These High Holiday sermons will be delivered at Kol Hadash Humanistic Congregation at Rosh Hashanah and Yom Kippur in September-October/Tishrei 2022/5783. To register to participate in person or online, visit the Kol Hadash website.
What do we do when it feels like the world is falling apart? Can Jewish culture and
Humanistic values be relevant, even inspirational, in moments of crisis? And how can we
find shared purpose and action in our personal diversity?
Rosh Hashana Evening – Violence and Safety
The most basic social contract of a moral society promises reasonable physical safety. Yet we are afraid in schools, while traveling, and at mass events. We fear hateful strangers and unstable neighbors. How can we find the confidence and courage to leave our homes and live our lives?
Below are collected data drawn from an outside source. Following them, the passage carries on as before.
//! Lock abstractions shared by channels, schedulers and awaitables.
//!
//! Three implementations satisfy the same [`Lock`] contract: [`SpinLock`] (a
//! test-and-set spin lock), [`BlockingMutex`] (a thin wrapper over
//! [`std::sync::Mutex`]) and [`NoLock`] (a no-op lock for single-threaded use
//! only). The lock flavor is a compile-time parameter of channels, scopes and
//! the internal awaitable plumbing; correctness depends on the caller
//! choosing a lock strong enough for the actual sharing topology, the same
//! way the source engine's `mutex.hpp` leaves that choice to the caller.

use core::sync::atomic::{AtomicBool, Ordering};
use std::sync::{Condvar, Mutex};

/// Common contract implemented by all lock flavors used in this crate.
///
/// `lock`/`try_lock` never return a guard object: callers pair them with
/// [`Lock::unlock`] themselves. This mirrors the source engine's raw
/// lock/unlock pair (rather than Rust's usual RAII guard) because the
/// awaitable protocol (`is_ready`/`on_suspend`/`resume`) needs to hold a lock
/// across distinct method calls, not across a single lexical scope.
pub trait Lock: Default + Send + Sync {
    /// Blocks until the lock is acquired.
    fn lock(&self);
    /// Attempts to acquire the lock without blocking. Returns `true` on success.
    fn try_lock(&self) -> bool;
    /// Releases a lock previously acquired by this thread.
    ///
    /// # Safety-adjacent invariant
    /// Calling `unlock` without a matching `lock`/successful `try_lock` is a
    /// logic error; implementations are not required to detect it.
    fn unlock(&self);

    /// Acquires the lock and returns an RAII guard that unlocks on drop.
    ///
    /// A convenience on top of the raw contract above, for the common case
    /// of holding a lock across a single lexical scope (most channel and
    /// scope operations); the awaitable protocol still uses `lock`/`unlock`
    /// directly where a lock must outlive one call.
    fn guard(&self) -> LockGuard<'_, Self>
    where
        Self: Sized,
    {
        self.lock();
        LockGuard(self)
    }
}

/// RAII guard returned by [`Lock::guard`]; unlocks the underlying lock on drop.
pub struct LockGuard<'a, L: Lock>(&'a L);

impl<'a, L: Lock> Drop for LockGuard<'a, L> {
    fn drop(&mut self) {
        self.0.unlock();
    }
}

/// Spin lock backed by an atomic test-and-set flag with acquire/release
/// ordering. No fairness guarantees. This is the recommended default lock
/// for channels and schedulers (spec §4.1, §5).
#[derive(Debug, Default)]
pub struct SpinLock {
    flag: AtomicBool,
}

impl SpinLock {
    /// Creates a new, unlocked spin lock.
    pub const fn new() -> Self {
        Self { flag: AtomicBool::new(false) }
    }
}

impl Lock for SpinLock {
    fn lock(&self) {
        let mut spins: u32 = 0;
        while self.flag.compare_exchange_weak(false, true, Ordering::Acquire, Ordering::Relaxed).is_err() {
            spins = spins.wrapping_add(1);
            if spins < 32 {
                core::hint::spin_loop();
            } else {
                std::thread::yield_now();
            }
        }
    }

    fn try_lock(&self) -> bool {
        self.flag.compare_exchange(false, true, Ordering::Acquire, Ordering::Relaxed).is_ok()
    }

    fn unlock(&self) {
        self.flag.store(false, Ordering::Release);
    }
}

/// Lock backed by the platform's standard blocking primitives.
///
/// Used when contention is expected to be non-trivial and yielding the
/// thread to the OS scheduler while parked is preferable to spinning. Built
/// from a `Mutex<bool>` + `Condvar` pair (rather than holding a
/// `MutexGuard` across calls) so `lock`/`unlock` can be separate method
/// calls instead of a lexically scoped guard.
pub struct BlockingMutex {
    held: Mutex<bool>,
    cond: Condvar,
}

impl Default for BlockingMutex {
    fn default() -> Self {
        Self { held: Mutex::new(false), cond: Condvar::new() }
    }
}

impl Lock for BlockingMutex {
    fn lock(&self) {
        let mut held = self.held.lock().unwrap_or_else(|p| p.into_inner());
        while *held {
            held = self.cond.wait(held).unwrap_or_else(|p| p.into_inner());
        }
        *held = true;
    }

    fn try_lock(&self) -> bool {
        let mut held = self.held.lock().unwrap_or_else(|p| p.into_inner());
        if *held {
            false
        } else {
            *held = true;
            true
        }
    }

    fn unlock(&self) {
        let mut held = self.held.lock().unwrap_or_else(|p| p.into_inner());
        *held = false;
        drop(held);
        self.cond.notify_one();
    }
}

/// A lock that performs no synchronization at all.
///
/// `try_lock` always succeeds. This is a correctness assertion by the
/// caller: only use `NoLock` when the surrounding channel, scope or
/// awaitable is guaranteed never to be shared across threads. The library
/// does not and cannot enforce this — it is exactly the same contract the
/// source engine's lock-free path leaves to its caller.
#[derive(Debug, Default)]
pub struct NoLock;

impl Lock for NoLock {
    fn lock(&self) {}
    fn try_lock(&self) -> bool {
        true
    }
    fn unlock(&self) {}
}

#[cfg(test)]
mod tests {
    use super::*;

    #[test]
    fn spin_lock_mutual_exclusion() {
        let lock = SpinLock::new();
        assert!(lock.try_lock());
        assert!(!lock.try_lock());
        lock.unlock();
        assert!(lock.try_lock());
        lock.unlock();
    }

    #[test]
    fn no_lock_always_succeeds() {
        let lock = NoLock;
        assert!(lock.try_lock());
        assert!(lock.try_lock());
        lock.unlock();
    }

    #[test]
    fn blocking_mutex_mutual_exclusion() {
        let lock = BlockingMutex::default();
        assert!(lock.try_lock());
        assert!(!lock.try_lock());
        lock.unlock();
        assert!(lock.try_lock());
        lock.unlock();
    }
}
Rosh Hashana Morning – Personal Values, Public Responsibility
If the morality of our choices depends on their results, then we must live our values in the real world. From the Biblical “thou shalt not murder” to the Rabbinic “pikuach nefesh – saving a life” to the Utilitarian “greatest happiness of the greatest number,” our action or inaction is truly a matter of life and death.
Rosh Hashana Family – Being Good
Most of us want to be good people, but that can be hard to do. We need to remind ourselves that other people like good people, and that we like ourselves better when we are good.
Yom Kippur Evening – Isolation, Tribalism and Community
We are more interconnected, and more isolated, than ever. The lonely sometimes hide from the world before exploding outward in anger. Cultural, social and political bubbles create echo chambers, reinforcing “our” virtue and “their” villainy. How can we transcend our instinctive limits to include everyone in our orbit of concern?
Yom Kippur Morning – Freedom and Autonomy
Radical individualism corrodes social bonds, but radical communal authority imposes on the individual. We want our public schools free of religious coercion and our intimate choices of identity, partnership and reproduction to be our own. When we no longer agree on what “freedom” means, how can we assert our right to be in charge of our own lives?
Yom Kippur Family – Being Better
How can we make better choices in the New Year just begun? We can look back at our mistakes, and look inside ourselves to learn more.
Yom Kippur Memorial – Anger, Grief and Consolation
The old model of stages of grief is passé. Anger and grief can all appear at once or reappear in unpredictable waves. We must have realistic goals for our mourning and consolation, knowing that we never get over a loss; we simply get used to it. Our pain can motivate us to do better for others and for the future.